Neo-fuzzy neuron learning using backfitting algorithm

This paper proposes an automatic and simple approach to design a neo-fuzzy neuron for identification purposes. The proposed approach uses the backfitting algorithm to learn multiple univariate additive models, where each additive model is a zero-order T-S fuzzy system which is a function of one input variable, and there is one additive model for each input variable. The multiple zero-order T-S fuzzy models constitute a neo-fuzzy neuron. The structure of the model used in this paper allows to have results with good interpretability and accuracy. To validate and demonstrate the performance and effectiveness of the proposed approach, it is applied on 10 benchmark data sets and compared with the extreme learning machine (ELM), support vector regression (SVR) algorithms, and two algorithms for design neo-fuzzy neuron systems, an adaptive learning algorithm for a neo-fuzzy neuron systems (ALNFN), and a fuzzy Kolmogorov’s network (FKN).

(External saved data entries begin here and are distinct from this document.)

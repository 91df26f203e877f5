//! Explore ("divergent") mode
//!
//! Frames Round 1 as generating diverse perspectives, Round 2 as finding
//! common themes while preserving unique insights, Round 3 as building on
//! ideas and bridging differences, and Round 4 as presenting a menu of
//! options with trade-offs. Never terminates early.

use super::{json_only, positions_block, question_block, synthesis_block, ModeStrategy,
            PromptVersions};
use crate::agent::Agent;
use crate::consult::artifact::{CrossExamArtifact, IndependentArtifact, SynthesisArtifact};
use crate::core::question::Question;

const INDEPENDENT_SCHEMA: &str = r#"{
  "position": "your distinct perspective on the question",
  "key_points": ["idea worth keeping", "..."],
  "rationale": "a paragraph of reasoning",
  "confidence": 0.0
}"#;

const SYNTHESIS_SCHEMA: &str = r#"{
  "consensus_points": [
    {"point": "shared theme",
     "supporting_agents": ["AgentName"],
     "confidence": 0.0}
  ],
  "tensions": [
    {"topic": "a genuinely different angle worth preserving",
     "viewpoints": [{"agent_id": "AgentName", "viewpoint": "their unique insight"}]}
  ],
  "priority_order": ["theme to explore first"]
}"#;

const CROSS_EXAM_SCHEMA: &str = r#"{
  "challenges": [
    {"challenger": "your name",
     "target": "AgentName or Consensus",
     "challenge": "a gap or an unexplored combination",
     "evidence": ["supporting thought"]}
  ],
  "rebuttals": [{"agent": "your name", "rebuttal": "how your idea extends theirs"}],
  "unresolved": ["direction still worth investigating"]
}"#;

const VERDICT_SCHEMA: &str = r#"{
  "recommendation": "a menu of labelled options, each with its trade-offs",
  "confidence": 0.0,
  "evidence": ["insight that shaped the menu"],
  "dissent": [{"agent": "AgentName", "concern": "caveat on an option", "severity": "low|medium|high"}]
}"#;

/// The divergent strategy.
#[derive(Debug, Clone, Default)]
pub struct ExploreMode;

impl ExploreMode {
    pub fn new() -> Self {
        Self
    }
}

impl ModeStrategy for ExploreMode {
    fn name(&self) -> &'static str {
        "explore"
    }

    fn prompt_versions(&self) -> PromptVersions {
        PromptVersions {
            independent: "explore.independent.v2".into(),
            synthesis: "explore.synthesis.v2".into(),
            cross_exam: "explore.cross_exam.v2".into(),
            verdict: "explore.verdict.v2".into(),
        }
    }

    fn independent_prompt(&self, question: &Question, agent: &Agent) -> String {
        format!(
            "{q}\nAs {name} ({role}), generate a genuinely distinct perspective on \
             this question. Favor breadth over safety: an unusual but defensible \
             angle is worth more than restating the obvious.\n{schema}",
            q = question_block(question),
            name = agent.name,
            role = agent.role,
            schema = json_only(INDEPENDENT_SCHEMA),
        )
    }

    fn synthesis_prompt(&self, question: &Question, artifacts: &[IndependentArtifact]) -> String {
        format!(
            "{q}\nThe expert panel answered independently:\n{positions}\n\
             Find the common themes AND preserve the unique insights. Do not \
             flatten disagreement into consensus - a perspective only one agent \
             holds still belongs in the record if it is interesting.\n{schema}",
            q = question_block(question),
            positions = positions_block(artifacts),
            schema = json_only(SYNTHESIS_SCHEMA),
        )
    }

    fn cross_exam_prompt(
        &self,
        question: &Question,
        own: &IndependentArtifact,
        synthesis: &SynthesisArtifact,
    ) -> String {
        format!(
            "{q}\nYour original perspective was:\n{own}\n\nThe moderator's synthesis \
             of the whole panel:\n{synth}\n\nBuild on the other agents' ideas and \
             bridge the differences. Where two perspectives could combine into \
             something better, say how. Raise gaps as challenges, not attacks.\n{schema}",
            q = question_block(question),
            own = serde_json::to_string_pretty(own).unwrap_or_default(),
            synth = synthesis_block(synthesis),
            schema = json_only(CROSS_EXAM_SCHEMA),
        )
    }

    fn cross_exam_synthesis_prompt(
        &self,
        question: &Question,
        responses: &[(String, String)],
    ) -> String {
        let mut body = String::new();
        for (agent, content) in responses {
            body.push_str(&format!("\n--- {} ---\n{}\n", agent, content));
        }
        format!(
            "{q}\nThe panel built on each other's ideas:\n{body}\n\
             Consolidate the exchange: the bridges proposed, the combinations \
             suggested, and the directions still unexplored.\n{schema}",
            q = question_block(question),
            body = body,
            schema = json_only(CROSS_EXAM_SCHEMA),
        )
    }

    fn verdict_prompt(
        &self,
        question: &Question,
        synthesis: &SynthesisArtifact,
        cross_exam: &CrossExamArtifact,
    ) -> String {
        format!(
            "{q}\nSynthesis of the panel:\n{synth}\n\nCross-examination record:\n{exam}\n\n\
             Present a menu of options with trade-offs. Label each option, state \
             when it is the right choice and what it costs. Do NOT collapse the \
             menu into a single winner.\n{schema}",
            q = question_block(question),
            synth = synthesis_block(synthesis),
            exam = serde_json::to_string_pretty(cross_exam).unwrap_or_default(),
            schema = json_only(VERDICT_SCHEMA),
        )
    }

    fn should_terminate_early(&self, _confidence: f64, _round: u8) -> bool {
        false
    }
}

A statistical paired t test analysis is also presented to compare the proposed approach with ELM, SVR, ALNFN, and FKN with the aim to see whether the results of the proposed approach are statistically different from ELM, SVR, ALNFN, and FKN. The results indicate that the proposed approach outperforms ELM and FKN in all data sets and outperforms SVR and ALNFN in almost all data sets that they were statistically different in almost all data sets and that in most data sets the number of fuzzy rules selected by cross-validation was small obtaining a model with a small complexity and good interpretability capability.